Wenjun Wang (Groningen / NL; Leiden / NL), Jing Zheng (Groningen / NL), Karthika Korumadathil Shaji (Groningen / NL), Hector Rhault Loponte (Groningen / NL), Alienke van Pijkeren (Groningen / NL), Peter Horvatovich (Groningen / NL), Manfred Wuhrer (Leiden / NL), Guinevere Lageveen-Kammeijer (Groningen / NL)
Introduction
There is still an urgent clinical need for new specific molecular targets that can be utilized to establish better diagnostic, prognostic as well as therapeutic treatments for cancer patients. A hallmark of many diseases, including cancer, are alterations in glycosylation (e.g. covalent attachment of sugar moieties to proteins or lipids), providing new opportunities for better patient stratification. This is not surprising as glycosylation is involved in many biological processes, and glycan structures cover our cells in a dense layer and contribute to the malignant phenotype of cancer cells by promoting proliferation, metastasis, and immunosuppression. However, a more thorough investigation is needed on the glycomic intratumoral heterogeneity (e.g. primary versus metastatic tumors), as tumors consist of a network of cell populations that are interconnected in tissue matrix. Therefore, it is of utmost importance that analytical workflows are used that can distinguish between these populations, and reveal the relevant cells by single cell analysis. However, current glycomic methods still require a large amount of cells (20,000 up to 100,000 cells). Here, we present an innovative and miniaturized high-sensitivity glycomics workflow (capillary electrophoresis coupled to mass spectrometry; CE-MS).
Methods
Various conditions of the 96-well polyvinylidene difluoride (PVDF) membrane approach were evaluated (e.g. membrane blocking and N-glycan release conditions). By implementing the release on the membrane as well as using a hydrazide labeling procedure, no additional purification steps were required. Analysis was performed on a CE-MS platform and the complete workflow was further evaluated by its application for the characterization of the N-glycome from total plasma, extracellular vesicles and two cell lines (PaTu-S and JY) using various amount of lysed cells (1 – 200,000 cells).
Results
A highly diverse N-glycome was observed for all samples and the CE-MS demonstrated its ability to separate isomeric structures, in particular differently linked sialic acids, without the need of an additional derivatization step.
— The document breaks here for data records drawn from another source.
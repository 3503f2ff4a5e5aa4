//! Persistence for the session token, the only durable client state.

/// The single well-known LocalStorage key the token lives under.
const TOKEN_KEY: &str = "auth_token";

/// Typed store over that one key. Storage API failures (denied access,
/// private browsing) degrade to "no stored token".
pub struct TokenStore;

impl TokenStore {
    fn storage() -> Option<web_sys::Storage> {
        web_sys::window()?.local_storage().ok()?
    }

    /// The persisted token, or `None` when nothing is stored or the storage
    /// API is unavailable.
    pub fn load() -> Option<String> {
        Self::storage()?.get_item(TOKEN_KEY).ok()?
    }

    pub fn save(token: &str) -> bool {
        Self::storage()
            .and_then(|s| s.set_item(TOKEN_KEY, token).ok())
            .is_some()
    }

    pub fn clear() -> bool {
        Self::storage()
            .and_then(|s| s.remove_item(TOKEN_KEY).ok())
            .is_some()
    }
}

#[cfg(test)]
mod tests {
    use super::*;

    // Sessions restored by older builds must keep working, so the key is
    // part of the persistence contract.
    #[test]
    fn the_token_key_is_stable() {
        assert_eq!(TOKEN_KEY, "auth_token");
    }
}
use crate::api::MesaApi;
use crate::auth::use_auth;
use crate::components::layout::DashboardShell;
use leptos::prelude::*;
use leptos::task::spawn_local;
use mesa_shared::{Restaurant, WebSettings};

#[derive(Clone, Copy)]
struct SettingsFormState {
    name: RwSignal<String>,
    address: RwSignal<String>,
    city: RwSignal<String>,
    country: RwSignal<String>,
    primary_colour: RwSignal<String>,
    background_colour: RwSignal<String>,
}

impl SettingsFormState {
    fn from_profile(profile: &Restaurant) -> Self {
        Self {
            name: RwSignal::new(profile.name.clone()),
            address: RwSignal::new(profile.address.clone()),
            city: RwSignal::new(profile.city.clone()),
            country: RwSignal::new(profile.country.clone()),
            primary_colour: RwSignal::new(profile.web_settings.primary_colour.clone()),
            background_colour: RwSignal::new(profile.web_settings.background_colour.clone()),
        }
    }

    fn to_restaurant(&self, profile: &Restaurant) -> Restaurant {
        Restaurant {
            id: profile.id,
            name: self.name.get(),
            address: self.address.get(),
            city: self.city.get(),
            country: self.country.get(),
            username: profile.username.clone(),
            password: None,
            web_settings: WebSettings {
                primary_colour: self.primary_colour.get(),
                background_colour: self.background_colour.get(),
                ..profile.web_settings.clone()
            },
        }
    }
}

/// Profile of the authenticated restaurant, loaded from
/// `GET /restaurants/profile` and saved with `PUT /restaurants/{id}`.
#[component]
pub fn SettingsPage() -> impl IntoView {
    let auth = use_auth();
    let api = MesaApi::new(auth);

    let profile = RwSignal::new(Option::<Restaurant>::None);
    let (loading, set_loading) = signal(true);
    let saving = RwSignal::new(false);
    let (error_msg, set_error_msg) = signal(Option::<String>::None);
    let (success_msg, set_success_msg) = signal(Option::<String>::None);

    Effect::new(move |_| {
        let session = auth.state.get();
        if session.is_loading || !session.is_authenticated() {
            return;
        }
        set_loading.set(true);
        spawn_local(async move {
            match api.get_restaurant_profile().await {
                Ok(data) => {
                    profile.set(Some(data));
                    set_error_msg.set(None);
                }
                Err(err) => set_error_msg.set(Some(err.message)),
            }
            set_loading.set(false);
        });
    });

    let on_save = move |updated: Restaurant| {
        // Without a persisted id there is nothing to PUT against.
        let Some(id) = profile.with_untracked(|p| p.as_ref().and_then(|r| r.id)) else {
            set_error_msg.set(Some(
                "Could not identify the restaurant to update.".to_string(),
            ));
            return;
        };

        saving.set(true);
        set_success_msg.set(None);
        set_error_msg.set(None);
        spawn_local(async move {
            match api.update_restaurant(id, &updated).await {
                Ok(_) => {
                    // Keep the submitted values, as everywhere else.
                    profile.set(Some(updated));
                    set_success_msg.set(Some("Settings saved.".to_string()));
                }
                Err(err) => set_error_msg.set(Some(err.message)),
            }
            saving.set(false);
        });
    };

    view! {
        <DashboardShell>
            <header class="mb-8">
                <h1 class="text-3xl font-bold mb-2">"Settings"</h1>
                <p class="text-base-content/70">"Your restaurant profile and storefront appearance"</p>
            </header>

            <Show when=move || error_msg.get().is_some()>
                <div role="alert" class="alert alert-error mb-6">
                    <span>{move || error_msg.get().unwrap_or_default()}</span>
                </div>
            </Show>
            <Show when=move || success_msg.get().is_some()>
                <div role="alert" class="alert alert-success mb-6">
                    <span>{move || success_msg.get().unwrap_or_default()}</span>
                </div>
            </Show>

            <Show when=move || loading.get() && profile.with(|p| p.is_none())>
                <div class="flex justify-center py-16">
                    <span class="loading loading-spinner loading-lg text-primary"></span>
                </div>
            </Show>

            <Show when=move || profile.with(|p| p.is_some())>
                {move || {
                    profile
                        .get_untracked()
                        .map(|initial| {
                            view! { <SettingsForm initial=initial on_save=on_save saving=saving /> }
                        })
                }}
            </Show>
        </DashboardShell>
    }
}

#[component]
fn SettingsForm(
    initial: Restaurant,
    #[prop(into)] on_save: Callback<Restaurant>,
    saving: RwSignal<bool>,
) -> impl IntoView {
    let state = SettingsFormState::from_profile(&initial);

    let on_submit = move |ev: leptos::web_sys::SubmitEvent| {
        ev.prevent_default();
        on_save.run(state.to_restaurant(&initial));
    };

    let field = move |id: &'static str, label: &'static str, value: RwSignal<String>| {
        view! {
            <div class="form-control">
                <label class="label" for=id>
                    <span class="label-text">{label}</span>
                </label>
                <input
                    id=id
                    type="text"
                    on:input=move |ev| value.set(event_target_value(&ev))
                    prop:value=value
                    class="input input-bordered"
                />
            </div>
        }
    };

    view! {
        <div class="card bg-base-100 shadow-xl">
            <form class="card-body" on:submit=on_submit>
                <h3 class="card-title">"Profile"</h3>
                {field("s-name", "Name", state.name)}
                {field("s-address", "Address", state.address)}
                {field("s-city", "City", state.city)}
                {field("s-country", "Country", state.country)}
                <div class="divider">"Appearance"</div>
                {field("s-primary", "Primary colour", state.primary_colour)}
                {field("s-background", "Background colour", state.background_colour)}
                <div class="card-actions justify-end mt-4">
                    <button type="submit" class="btn btn-primary" disabled=move || saving.get()>
                        {move || if saving.get() { "Saving..." } else { "Save settings" }}
                    </button>
                </div>
            </form>
        </div>
    }
}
A total of 72 N-glycans could be relatively quantified from 5,000 PaTu-S cells using the optimized protocol. The five most abundant N-glycans could still be detected using ~1 cell after cell lysis.
Conclusions
In this study we achieved an exceptional sensitivity for glycomic analysis that only requires minimal sample amounts (e.g., up to a single cell or 100 pg of protein weight). Future endeavors will focus on using the workflow for isolated single cells (sorted by the CellenONE system) as well as to apply it on laser-capture microdissected samples. In time, this will allow us to gain in-depth insights into the role of glycosylation in tumor progression and how these alterations can be exploited for personalized treatment strategies through improved diagnosis and prognosis of cancer patients.